On Wednesday, Bitcoin closed at $10,788, which also represented the benchmark cryptocurrency’s monthly closing price. Every September in the last three years, the monthly price candle for Bitcoin had closed red. This painted a short-term bearish structure, reported  Cointelegraph, adding that one key highlight for September’s price action was the repeated rejection from the $11,000 level.

The key levels to watch are $11,800, $10,700, and $9,800, according to analyst “Byzantine General”. The analyst said breaking $11,800 would mean a resumption of the price appreciation while closing below $9,800 would imply a short-term bearish outlook.

A key level of interest was $9,600-$9,700, which represented the gap that formed in the Chicago Mercantile Exchange (CME) when Bitcoin moved wildly while the exchange was closed during weekends. The CME gap almost always gets filled, meaning the price will return to the gap and so traders also expect that at some point in the short-term, Bitcoin will approach this level once again.

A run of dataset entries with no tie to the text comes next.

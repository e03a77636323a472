pub mod consts;
pub mod crosstalk;
pub mod error;
pub mod filters;
pub mod frame;
pub mod fret;
pub mod io;
pub mod pipeline;
pub mod regions;
pub mod segmentation;
pub mod stats;
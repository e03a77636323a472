pub mod background;
pub mod gaussian_blur;

pub use background::{correct_background, percentile, subtract_background};
pub use gaussian_blur::gaussian_blur_array;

Bitcoin did not perform really well in the fourth quarter of the last two years. Coupled with the uncertainty of the market due to resurging COVID-19 infections and the upcoming presidential elections, there’s technically no new money, at least in the U.S., to be put to stocks, Bitcoin or gold, Cointelegraph continued. 

One of the reasons analysts believe Bitcoin will move up this fourth quarter is that the benchmark cryptocurrency is currently in its post-halving cycle, which last happened in May 2020. Bitcoin halving is an event that cuts its supply issuance in half. According to the Stock-to-Flow (S2F) model, this supply shock, coupled with increasing demand, would drive the cryptocurrency price higher. Bitcoin’s price has appreciated months after the previous two halvings. After the 2016 halving, Bitcoin peaked at $20,000 in December 2017.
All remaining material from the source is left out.